The secrecy which surrounds NAMA has, of course, some legitimate basis.
Our constitution rightly protects private property and business interests. The dogs on the street, however, know that there is an entire landfill of defective paperwork, conflicts of interests, and dodgy transactions dating from the bubble era. Those indiscretions go far beyond the Fianna Fail/developer connection, to the heart of our leafy suburbs. Keeping the skeletons in the closet is, I suspect, what the big fees are all about.
So let’s please start from objective reality. Our bankers and developers gambled away our domestic economy while the regulator polished his spectacles. Our government mortgaged the future of the country to rescue them from their egregious errors. Our civil servants and professional classes have been tacitly complicit in it all. Heads down and mums the word.
IMHO, our respected professions are not deserving of our respect. We are foolish to believe their assurances, or to imagine that everything will be fine if we leave matters to them. Our mistake was to believe that they could be trusted to defend the public interest. We accept their reassurances at out peril. As the old saying goes, fool me once shame on you, fool me twice shame on me.
@Frank
“If NAMA sells a loan or a portfolio of loans, wouldn’t the associated PG go with the sale?”

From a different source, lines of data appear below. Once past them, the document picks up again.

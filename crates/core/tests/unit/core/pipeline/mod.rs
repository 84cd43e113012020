//! Pipeline behavior tests driven by real instruction sequences.

/// Control hazards: flushes and prediction recovery.
pub mod branches;
/// Operand forwarding across EX/MEM and MEM/WB.
pub mod forwarding;
/// Load-use stall behavior.
pub mod load_use;
/// Multi-cycle multiply/divide stalls and latency.
pub mod multi_cycle;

Yes, if they are transferable. That is if the PG states that it is for the benefit of the bank’s “successors in title and/or assigns”
@Joseph Ryan
“A given? If as the facts were explained yes. But suppose back in 2005/6/7/8, the developer had moved his performing assets (eg office blocks etc), onto wives, family members and trust funds.”

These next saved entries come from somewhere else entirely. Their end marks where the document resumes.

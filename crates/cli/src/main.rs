//! rv32sim command-line front end.
//!
//! This binary loads an instruction image and a data image, runs the
//! pipeline model to completion, and reports the result:
//! 1. **Halt:** prints the finish line with the value of `a0` and exits 0.
//! 2. **Fault:** prints a diagnostic and the register file, and exits 1.
//! 3. **Bad image:** prints the parse error and exits 2 without simulating.

use clap::Parser;
use std::path::PathBuf;
use std::process;

use rv32sim_core::config::Config;
use rv32sim_core::Simulator;

#[derive(Parser, Debug)]
#[command(
    name = "rv32sim",
    author,
    version,
    about = "Cycle-accurate RV32IM five-stage pipeline simulator",
    long_about = "Runs a program image against a cycle-accurate model of a five-stage \
in-order RV32IM pipeline with branch prediction and multi-cycle multiply/divide.\n\n\
Images are plain text, one hexadecimal word per line (optional 0x prefix, blank \
lines and # comments ignored).\n\nExamples:\n  rv32sim program.hex data.hex\n  \
rv32sim program.hex data.hex --trace --max-cycles 50000"
)]
struct Cli {
    /// Instruction image: one hex word per line, loaded from word address 0.
    instruction_image: PathBuf,

    /// Data image: one hex word per line, loaded from data word address 0.
    data_image: PathBuf,

    /// Cycle budget; the run fails once it is exceeded.
    #[arg(long)]
    max_cycles: Option<u64>,

    /// Print a cycle-stamped trace of every pipeline stage to stderr.
    #[arg(long)]
    trace: bool,

    /// Dump the register file after the run halts.
    #[arg(long)]
    dump_regs_on_halt: bool,

    /// Print the statistics report after the run halts.
    #[arg(long)]
    stats: bool,

    /// JSON configuration file; command-line flags override its fields.
    #[arg(long)]
    config: Option<PathBuf>,
}

fn main() {
    let cli = Cli::parse();

    let mut config = match cli.config {
        Some(ref path) => load_config(path),
        None => Config::default(),
    };
    config.general.trace |= cli.trace;
    config.general.dump_regs_on_halt |= cli.dump_regs_on_halt;
    if let Some(max_cycles) = cli.max_cycles {
        config.general.max_cycles = max_cycles;
    }

    let mut sim = Simulator::new(&config);

    if let Err(e) = sim.load_instruction_image(&cli.instruction_image) {
        eprintln!("rv32sim: {}", e);
        process::exit(2);
    }
    if let Err(e) = sim.load_data_image(&cli.data_image) {
        eprintln!("rv32sim: {}", e);
        process::exit(2);
    }

    match sim.run() {
        Ok(result) => {
            println!("Finish Execution. The result is {}", result);
            if config.general.dump_regs_on_halt {
                sim.cpu.dump_state();
            }
            if cli.stats {
                sim.cpu.stats.print();
            }
        }
        Err(fault) => {
            eprintln!("rv32sim: fault: {}", fault);
            sim.cpu.dump_state();
            if cli.stats {
                sim.cpu.stats.print();
            }
            process::exit(1);
        }
    }
}

/// Reads and deserializes a JSON configuration file, exiting on failure.
fn load_config(path: &PathBuf) -> Config {
    let text = std::fs::read_to_string(path).unwrap_or_else(|e| {
        eprintln!("rv32sim: cannot read config '{}': {}", path.display(), e);
        process::exit(2);
    });
    serde_json::from_str(&text).unwrap_or_else(|e| {
        eprintln!("rv32sim: bad config '{}': {}", path.display(), e);
        process::exit(2);
    })
}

If these transfers were made in good faith and not to defraud creditors, then they are legally effective.
@ wstt
Oh what a tangled web we weave…………..
@paul quigley:
Indeed we do… But when we lay blame on who screwed the domestic economy and spread the cost to the taxpayer, one needs to look to a night in September 2008 at the Department of Finance for the main culprit.
By the way, while everyone wants to decapitate developers financially, it is worth remembering that most of them suffered from “sunk costs” attachment. Their ability to react to cyclical and structural change was hampered by their attachment to the costs which they had already put into a project.

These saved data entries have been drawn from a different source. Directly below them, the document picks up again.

//! Simulation statistics collection and reporting.
//!
//! This module tracks performance metrics for the pipeline model. It provides:
//! 1. **Cycle and CPI:** Total cycles, retired instructions, and derived CPI.
//! 2. **Instruction mix:** Counts by category (ALU, load, store, branch, jump,
//!    multiply, divide).
//! 3. **Branch prediction:** Correct predictions, mispredictions, and accuracy.
//! 4. **Stalls and flushes:** Stall cycles by cause and pipeline flush count.

/// Simulation statistics structure tracking all performance metrics.
#[derive(Clone, Debug, Default)]
pub struct SimStats {
    /// Total simulator cycles elapsed.
    pub cycles: u64,
    /// Number of instructions committed in writeback.
    pub instructions_retired: u64,

    /// Count of ALU (non-memory, non-control) instructions retired.
    pub inst_alu: u64,
    /// Count of load instructions retired.
    pub inst_load: u64,
    /// Count of store instructions retired.
    pub inst_store: u64,
    /// Count of conditional branch instructions retired.
    pub inst_branch: u64,
    /// Count of JAL/JALR instructions retired.
    pub inst_jump: u64,
    /// Count of multiply instructions retired.
    pub inst_mul: u64,
    /// Count of divide/remainder instructions retired.
    pub inst_div: u64,

    /// Number of branch predictions that were correct.
    pub branch_predictions: u64,
    /// Number of branch predictions that were wrong.
    pub branch_mispredictions: u64,

    /// Stall cycles caused by load-use hazards.
    pub stalls_load_use: u64,
    /// Stall cycles spent waiting on the multiplier.
    pub stalls_mul: u64,
    /// Stall cycles spent waiting on the divider.
    pub stalls_div: u64,
    /// Number of pipeline flushes (mispredicts plus unconditional redirects).
    pub flushes: u64,
}

impl SimStats {
    /// Cycles per retired instruction, or zero before anything retires.
    pub fn cpi(&self) -> f64 {
        if self.instructions_retired == 0 {
            0.0
        } else {
            self.cycles as f64 / self.instructions_retired as f64
        }
    }

    /// Fraction of branch predictions that were correct, in [0, 1].
    pub fn branch_accuracy(&self) -> f64 {
        let total = self.branch_predictions + self.branch_mispredictions;
        if total == 0 {
            0.0
        } else {
            self.branch_predictions as f64 / total as f64
        }
    }

    /// Prints the full statistics report to stdout.
    pub fn print(&self) {
        println!("==================== Simulation Statistics ====================");
        println!("Cycles:              {}", self.cycles);
        println!("Instructions:        {}", self.instructions_retired);
        println!("CPI:                 {:.3}", self.cpi());
        println!();
        println!("Instruction mix:");
        println!("  ALU:               {}", self.inst_alu);
        println!("  Load:              {}", self.inst_load);
        println!("  Store:             {}", self.inst_store);
        println!("  Branch:            {}", self.inst_branch);
        println!("  Jump:              {}", self.inst_jump);
        println!("  Multiply:          {}", self.inst_mul);
        println!("  Divide:            {}", self.inst_div);
        println!();
        println!("Branch prediction:");
        println!("  Correct:           {}", self.branch_predictions);
        println!("  Mispredicted:      {}", self.branch_mispredictions);
        println!("  Accuracy:          {:.1}%", self.branch_accuracy() * 100.0);
        println!();
        println!("Stalls and flushes:");
        println!("  Load-use stalls:   {}", self.stalls_load_use);
        println!("  Multiplier stalls: {}", self.stalls_mul);
        println!("  Divider stalls:    {}", self.stalls_div);
        println!("  Flushes:           {}", self.flushes);
        println!("===============================================================");
    }
}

They stuck with investments and projects that were losing their value and escalated their commitment believing that just a bit more investment would allow them to achieve their goal. It never happened. And as NAMA is finding out as developers produce their statements of affairs, most of them have limited personal resources left. Their Personal Guarantees are next to worthless.
Which is probably why NAMA only paid the banks €1 for them anyway.
@wstt
“But when we lay blame on who screwed the domestic economy and spread the cost to the taxpayer, one needs to look to a night in September 2008 at the Department of Finance for the main culprit.”
You keep trotting out this line. It was the actions of the developers and bankers which created the problem in the first instance – overborrowed, overlent and overexposed to a self-made and self-serving bubble. Sept 08 didn’t help but I think you are in denial if you persist in saying that the DoF was the main culprit.
Hi Brian,
The debt was a private matter between the developers and the banks and the chips should have been left to fall “where they may”. In other words, the banks and the developers should have been left to sort it out between themselves and allowed to go broke if they couldn’t.
We are left with no properly functioning banks after spending a sh*tload of money. If we had let them go, we would not be in any worse position. We wouldn’t have NAMA and we would have new banks and a rebased economy. We would also have some brand new generation developers, instead of being the biggest employers of zombie developers (or just plain vanilla developers) since time began.
The debt should never have been socialised. The government did that and placed the burden on the taxpayer. They have also created NAMA, which is the nationalisation of the property, construction, banking and service section of the economy.
The decision initiated in September 2008 has caused the ongoing stagnation of the economy. It was a disastrous decision.
@ wstt
Disastrous hardly describes it, but nihil de mortuis nisi bonum. I would be inclined to see that decision as having been baked into prior backroom deals between politicians, developers, accountants and bankers over decades. Matt Cooper and Shane Ross are enlightening on our cozy cabals, but it would take a team of expert genealogists, sociologists and accountants to expose the breath and depth of vested interests in our state structure. I wonder what Joe Lee thinks of it all now.
I submit that the big players always understood, at least tacitly, that the resources of the state would be brought in play as a backstop, in the (supposedly unlikely) event of a problem. What they didn’t anticipate, when they were hopping on the bandwagon, is how many others were hopping on behind them, and how many other bandwagons were rolling. They say the 60s were promiscuous, but the Noughties took swinging to a whole new level.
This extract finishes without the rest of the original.